I am trying to solve the following equation but not getting it correctly?
$$C = \int_0^{\infty}\log_2(1+q)\exp(-\beta q) \,\mathrm{d}q\tag{1}$$
where $\beta$ is constant and $q$ is integration variable.
Any help in this regard will be highly appreciated...
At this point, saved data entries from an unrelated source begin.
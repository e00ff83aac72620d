//! # Coordinate representations
//!
//! Batch-shaped storage for the values of each frame kind. A representation holds N elements,
//! every component carries its own unit tag, and all components have the same length
//! (checked at construction). A scalar is simply a one-element representation.
//!
//! | Representation | Used by | Components |
//! |---|---|---|
//! | [`SphericalRepresentation`] | Horizon | azimuth, altitude (angles) |
//! | [`PlanarRepresentation`] | Telescope, Nominal | x, y (angles) |
//! | [`CartesianRepresentation`] | Camera | x, y, z (lengths) |

use crate::frame_errors::FrameError;
use crate::frames::FrameKind;
use crate::units::{Angle, AngleArray, Length, LengthArray};

fn same_len(a: usize, b: usize) -> Result<(), FrameError> {
    if a != b {
        return Err(FrameError::ShapeMismatch(a, b));
    }
    Ok(())
}

/// Directions on the unit sphere as (azimuth, altitude).
#[derive(Debug, Clone, PartialEq)]
pub struct SphericalRepresentation {
    az: AngleArray,
    alt: AngleArray,
}

impl SphericalRepresentation {
    pub fn new(az: AngleArray, alt: AngleArray) -> Result<Self, FrameError> {
        same_len(az.len(), alt.len())?;
        Ok(SphericalRepresentation { az, alt })
    }

    pub fn scalar(az: Angle, alt: Angle) -> Self {
        SphericalRepresentation {
            az: az.into(),
            alt: alt.into(),
        }
    }

    pub fn az(&self) -> &AngleArray {
        &self.az
    }

    pub fn alt(&self) -> &AngleArray {
        &self.alt
    }

    pub fn len(&self) -> usize {
        self.az.len()
    }

    pub fn is_empty(&self) -> bool {
        self.az.is_empty()
    }
}

/// Small-angle offsets (x, y) on the tangent plane of a reference direction.
#[derive(Debug, Clone, PartialEq)]
pub struct PlanarRepresentation {
    x: AngleArray,
    y: AngleArray,
}

impl PlanarRepresentation {
    pub fn new(x: AngleArray, y: AngleArray) -> Result<Self, FrameError> {
        same_len(x.len(), y.len())?;
        Ok(PlanarRepresentation { x, y })
    }

    pub fn scalar(x: Angle, y: Angle) -> Self {
        PlanarRepresentation {
            x: x.into(),
            y: y.into(),
        }
    }

    pub fn x(&self) -> &AngleArray {
        &self.x
    }

    pub fn y(&self) -> &AngleArray {
        &self.y
    }

    pub fn len(&self) -> usize {
        self.x.len()
    }

    pub fn is_empty(&self) -> bool {
        self.x.is_empty()
    }
}

/// Physical positions (x, y, z). In the camera frame `z` is the depth along the optical axis,
/// zero for points on the focal plane.
#[derive(Debug, Clone, PartialEq)]
pub struct CartesianRepresentation {
    x: LengthArray,
    y: LengthArray,
    z: LengthArray,
}

impl CartesianRepresentation {
    pub fn new(x: LengthArray, y: LengthArray, z: LengthArray) -> Result<Self, FrameError> {
        same_len(x.len(), y.len())?;
        same_len(x.len(), z.len())?;
        Ok(CartesianRepresentation { x, y, z })
    }

    /// Points on the focal plane: `z` is zero in the unit of `x`.
    pub fn planar(x: LengthArray, y: LengthArray) -> Result<Self, FrameError> {
        let z = LengthArray::zeros(x.len(), x.unit);
        Self::new(x, y, z)
    }

    pub fn scalar(x: Length, y: Length) -> Self {
        CartesianRepresentation {
            x: x.into(),
            y: y.into(),
            z: Length::new(0.0, x.unit).into(),
        }
    }

    pub fn x(&self) -> &LengthArray {
        &self.x
    }

    pub fn y(&self) -> &LengthArray {
        &self.y
    }

    pub fn z(&self) -> &LengthArray {
        &self.z
    }

    pub fn len(&self) -> usize {
        self.x.len()
    }

    pub fn is_empty(&self) -> bool {
        self.x.is_empty()
    }
}

/// Any representation, as carried by [`Coordinates`](crate::coordinates::Coordinates).
#[derive(Debug, Clone, PartialEq)]
pub enum Representation {
    Spherical(SphericalRepresentation),
    Planar(PlanarRepresentation),
    Cartesian(CartesianRepresentation),
}

impl Representation {
    pub fn name(&self) -> &'static str {
        match self {
            Representation::Spherical(_) => "Spherical",
            Representation::Planar(_) => "Planar",
            Representation::Cartesian(_) => "Cartesian",
        }
    }

    pub fn len(&self) -> usize {
        match self {
            Representation::Spherical(r) => r.len(),
            Representation::Planar(r) => r.len(),
            Representation::Cartesian(r) => r.len(),
        }
    }

    pub fn is_empty(&self) -> bool {
        self.len() == 0
    }

    /// Whether values in this representation may be tagged with a frame of `kind`.
    pub fn fits(&self, kind: FrameKind) -> bool {
        matches!(
            (self, kind),
            (Representation::Spherical(_), FrameKind::Horizon)
                | (Representation::Planar(_), FrameKind::Telescope)
                | (Representation::Planar(_), FrameKind::Nominal)
                | (Representation::Cartesian(_), FrameKind::Camera)
        )
    }

    /// Element `index` as a one-element representation.
    pub fn get(&self, index: usize) -> Option<Representation> {
        if index >= self.len() {
            return None;
        }
        let at = |a: &AngleArray| AngleArray::new(vec![a.values[index]], a.unit);
        let lat = |a: &LengthArray| LengthArray::new(vec![a.values[index]], a.unit);

        Some(match self {
            Representation::Spherical(r) => Representation::Spherical(SphericalRepresentation {
                az: at(&r.az),
                alt: at(&r.alt),
            }),
            Representation::Planar(r) => Representation::Planar(PlanarRepresentation {
                x: at(&r.x),
                y: at(&r.y),
            }),
            Representation::Cartesian(r) => {
                Representation::Cartesian(CartesianRepresentation {
                    x: lat(&r.x),
                    y: lat(&r.y),
                    z: lat(&r.z),
                })
            }
        })
    }
}

impl From<SphericalRepresentation> for Representation {
    fn from(r: SphericalRepresentation) -> Self {
        Representation::Spherical(r)
    }
}

impl From<PlanarRepresentation> for Representation {
    fn from(r: PlanarRepresentation) -> Self {
        Representation::Planar(r)
    }
}

impl From<CartesianRepresentation> for Representation {
    fn from(r: CartesianRepresentation) -> Self {
        Representation::Cartesian(r)
    }
}

#[cfg(test)]
mod representation_test {
    use super::*;
    use crate::units::{AngleUnit, LengthUnit};

    #[test]
    fn test_shape_checks() {
        let res = SphericalRepresentation::new(
            AngleArray::degrees(vec![1.0, 2.0]),
            AngleArray::degrees(vec![1.0]),
        );
        assert_eq!(res, Err(FrameError::ShapeMismatch(2, 1)));

        let res = CartesianRepresentation::new(
            LengthArray::meters(vec![0.1]),
            LengthArray::meters(vec![0.1]),
            LengthArray::meters(vec![]),
        );
        assert_eq!(res, Err(FrameError::ShapeMismatch(1, 0)));
    }

    #[test]
    fn test_planar_camera_points() {
        let cart = CartesianRepresentation::planar(
            LengthArray::new(vec![10.0, -5.0], LengthUnit::Millimeter),
            LengthArray::new(vec![0.0, 2.0], LengthUnit::Millimeter),
        )
        .unwrap();
        assert_eq!(cart.z().values, vec![0.0, 0.0]);
        assert_eq!(cart.z().unit, LengthUnit::Millimeter);
    }

    #[test]
    fn test_fits_frame_kind() {
        let sph: Representation =
            SphericalRepresentation::scalar(Angle::degrees(0.0), Angle::degrees(70.0)).into();
        assert!(sph.fits(FrameKind::Horizon));
        assert!(!sph.fits(FrameKind::Telescope));

        let planar: Representation =
            PlanarRepresentation::scalar(Angle::radians(0.0), Angle::radians(0.0)).into();
        assert!(planar.fits(FrameKind::Telescope));
        assert!(planar.fits(FrameKind::Nominal));
        assert!(!planar.fits(FrameKind::Camera));
    }

    #[test]
    fn test_get_element() {
        let rep: Representation = PlanarRepresentation::new(
            AngleArray::new(vec![0.1, 0.2, 0.3], AngleUnit::Degree),
            AngleArray::new(vec![-0.1, -0.2, -0.3], AngleUnit::Degree),
        )
        .unwrap()
        .into();

        let Some(Representation::Planar(p)) = rep.get(1) else {
            panic!("expected a planar element");
        };
        assert_eq!(p.x().values, vec![0.2]);
        assert_eq!(p.y().values, vec![-0.2]);
        assert_eq!(p.x().unit, AngleUnit::Degree);
        assert!(rep.get(3).is_none());
    }
}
Recall that $\log_2(x)= \displaystyle\frac{\ln(x)}{\ln(2)}$.
Integrating by parts:
$$\int\ln(1+q)e^{-\beta q} \,\mathrm{d}q = -\frac{1}{\beta}\ln(1+q)e^{-\beta q} + \int \frac{1}{\beta} \frac{e^{-\beta q}}{1+ q} dq = \\ = -\frac{1}{\beta}\ln(1+q)e^{-\beta q} + e^{\beta}\int \frac{e^{-\beta (1+q)}}{\beta(1+ q)} dq.$$
Using the integration extrema:
$$\int_0^{+\infty}\ln(1+q)e^{-\beta q} \,\mathrm{d}q = \left[-\frac{1}{\beta}\ln(1+q)e^{-\beta q}\right]_{q=0}^{q=+\infty} + e^{\beta}\int_0^{+\infty} \frac{e^{-\beta (1+q)}}{\beta(1+ q)} dq = \\ = [0-0] + e^{\beta}\int_0^{+\infty} \frac{e^{-\beta (1+q)}}{\beta(1+ q)} dq. $$
By substituting $s = \beta(1+q)$, we get:
$$\int_0^{+\infty} \frac{e^{-\beta (1+q)}}{\beta(1+ q)} dq = \frac{1}{\beta}\int_{\beta}^{+\infty}\frac{e^{-s}}{s}ds = -\frac{1}{\beta}\mathrm{Ei}(-\beta),$$
where $\mathrm{Ei}(\cdot)$ is known as exponential integral.
Hence:
$$C = -\displaystyle\frac{e^{\beta}}{\beta\ln(2)}\mathrm{Ei}(-\beta).$$
Unfortunately, since $\mathrm{Ei}$ cannot be explicitly computed (it is a special function). Then, numerical evaluation is required.